La question des nationalismes basque et catalan menace également de refaire surface, notamment depuis que le Kosovo a déclaré son indépendance unilatéralement le mois dernier. Tandis que le PSOE et le PP adoptent la même position sur le Kosovo, insistant sur le fait que c'est un « cas particulier », les séparatistes le célèbrent comme un précédent qui pourra faire avancer leurs propres ambitions. Le principal parti séparatiste au Pays basque, le PNV, dit qu'il va procéder à un référendum sur l’avenir de la région plus tard dans l'année et il essaie d'y faire participer les partisans du groupe terroriste ETA et de son aile politique, Batasuna.

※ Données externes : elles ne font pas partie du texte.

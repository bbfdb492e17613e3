use std::{
    path::{Path, PathBuf},
    str::FromStr,
    time::Duration,
};

use serde::Deserialize;
use serde_with::serde_as;
use sqlx::postgres::{PgConnectOptions, PgSslMode};
use strum::{Display, EnumString};

use crate::domain::{ingestion::IngestionConfig, services::SearchConfig};

#[derive(Deserialize, Clone)]
pub struct Settings {
    pub application: ApplicationSettings,
    pub database: DatabaseSettings,
    pub search: SearchSettings,
    pub ingestion: IngestionConfig,
}

#[serde_as]
#[derive(Deserialize, Clone)]
pub struct ApplicationSettings {
    #[serde_as(as = "serde_with::DisplayFromStr")]
    pub port: u16,
    pub host: String,
    /// Origin allowed by CORS.
    pub app_url: String,
    #[serde(default)]
    pub environment: Environment,
}

#[serde_as]
#[derive(Deserialize, Clone, Debug)]
pub struct DatabaseSettings {
    pub username: String,
    pub password: String,
    #[serde_as(as = "serde_with::DisplayFromStr")]
    pub port: u16,
    pub host: String,
    pub database_name: String,
    pub require_ssl: bool,
    /// Must leave room for every ingestion worker to hold a connection at once.
    #[serde(default = "default_max_connections")]
    pub max_connections: u32,
    #[serde(default = "default_query_timeout_secs")]
    pub query_timeout_secs: u64,
}

fn default_max_connections() -> u32 {
    25
}

fn default_query_timeout_secs() -> u64 {
    30
}

#[derive(Deserialize, Clone, Debug)]
pub struct SearchSettings {
    pub url: String,
    pub index_name: String,
    pub push_batch_size: u32,
}

impl SearchSettings {
    pub fn index_config(&self) -> SearchConfig {
        SearchConfig {
            index_name: self.index_name.clone(),
            push_batch_size: self.push_batch_size,
        }
    }
}

impl DatabaseSettings {
    pub fn without_db(&self) -> PgConnectOptions {
        let ssl_mode = if self.require_ssl {
            PgSslMode::Require
        } else {
            PgSslMode::Prefer
        };

        PgConnectOptions::new()
            .host(&self.host)
            .port(self.port)
            .username(&self.username)
            .password(&self.password)
            .ssl_mode(ssl_mode)
    }

    pub fn with_db(&self) -> PgConnectOptions {
        self.without_db().database(&self.database_name)
    }

    pub fn query_timeout(&self) -> Duration {
        Duration::from_secs(self.query_timeout_secs)
    }
}

/// `./config` when run from the crate directory, otherwise the crate's own config directory.
fn config_directory() -> Result<PathBuf, config::ConfigError> {
    let cwd = std::env::current_dir()
        .map_err(|e| config::ConfigError::Message(format!("current directory: {e}")))?;

    let local = cwd.join("config");
    if local.is_dir() {
        return Ok(local);
    }
    Ok(Path::new(env!("CARGO_MANIFEST_DIR")).join("config"))
}

pub fn read_config() -> Result<Settings, config::ConfigError> {
    let config_directory = config_directory()?;

    let environment = Environment::from_str(
        std::env::var("APP_ENVIRONMENT")
            .unwrap_or_else(|_| "local".into())
            .as_str(),
    )
    .map_err(|e| config::ConfigError::Message(format!("APP_ENVIRONMENT: {e}")))?;
    let environment_filename = format!("{}.yaml", environment);

    let settings = config::Config::builder()
        .add_source(config::File::from(config_directory.join("base.yaml")))
        .add_source(config::File::from(
            config_directory.join(environment_filename),
        ))
        .add_source(
            config::Environment::with_prefix("BUSINESS")
                .prefix_separator("_")
                .separator("__"),
        )
        .set_override("application.environment", environment.to_string())?
        .build()?;

    settings.try_deserialize::<Settings>()
}

#[derive(Display, Debug, Clone, Copy, Default, PartialEq, Eq, EnumString, Deserialize)]
#[serde(rename_all = "lowercase")]
pub enum Environment {
    #[default]
    #[strum(ascii_case_insensitive, serialize = "local")]
    Local,
    #[strum(ascii_case_insensitive, serialize = "production")]
    Production,
}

Il n'y a rien de progressiste dans la perspective du séparatisme national, qui accepte l'exploitation capitaliste et l'inégalité et qui est fondamentalement opposée à la mobilisation indépendante de la classe ouvrière. De plus, les attentats et les assassinats de l'ETA ont fourni un prétexte au renforcement de l'appareil répressif et aux atteintes draconiennes aux droits démocratiques. Le gouvernement Zapatero, comme le précédent gouvernement du PP dirigé par José Maria Aznar, s'est servi de la région basque comme d'un banc d'essai pour les mesures antidémocratiques qui visent à bâillonner toute dissension populaire. L'année dernière, il a arrêté toute la direction de Batasuna, et le mois dernier il a interdit à deux partis basques et à leurs députés à l'assemblée régionale de participer aux élections, en les accusant d'être des vitrines de Batasuna.

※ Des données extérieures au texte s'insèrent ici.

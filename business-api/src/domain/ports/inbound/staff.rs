use async_trait::async_trait;

use crate::domain::{
    models::{Page, Staff, StaffId, StaffListQuery, StaffPageQuery, StaffRegistration, StaffUpdate},
    StaffError,
};

#[async_trait]
pub trait StaffService: Send + Sync + 'static {
    async fn create_staff(&self, registration: StaffRegistration) -> Result<Staff, StaffError>;

    async fn get_staff(&self, id: StaffId) -> Result<Staff, StaffError>;

    async fn list_staff(&self, query: StaffListQuery) -> Result<Page<Staff>, StaffError>;

    async fn search_staff(&self, query: StaffPageQuery) -> Result<Page<Staff>, StaffError>;

    async fn update_staff(&self, id: StaffId, update: StaffUpdate) -> Result<Staff, StaffError>;

    async fn delete_staff(&self, id: StaffId) -> Result<(), StaffError>;
}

Depuis qu'il est arrivé au pouvoir, le PSOE a défendu les intérêts de l'élite dirigeante espagnole au détriment de la population laborieuse. Il s'est incliné devant les provocations du PP et a essayé de bloquer tout mouvement de la classe ouvrière pour défendre ses intérêts économiques et politiques. Pendant la campagne électorale, Zapatero a juré de parvenir à un accord avec les bureaucraties syndicales et les dirigeants des entreprises pour imposer les réformes du travail demandées depuis longtemps par le FMI et les autres institutions financières. Les tentatives de mener à bien ces réformes par le passé ont entraîné plusieurs grèves générales en Espagne, dont une en 2002 qui obligea le gouvernement du PP à faire marche arrière et à retirer ses propositions. En 2005, les travailleurs étaient impliqués dans de nombreuses grèves nationales, dont une grève politiquement explosive des mineurs. L'UGT [principal syndicat espagnol] et la Confédération syndicale des commissions de travailleurs, dirigée par les staliniens, menaçaient d'organiser un « hiver des mécontents », mais ils ont accepté pratiquement toutes les demandes du grand patronat.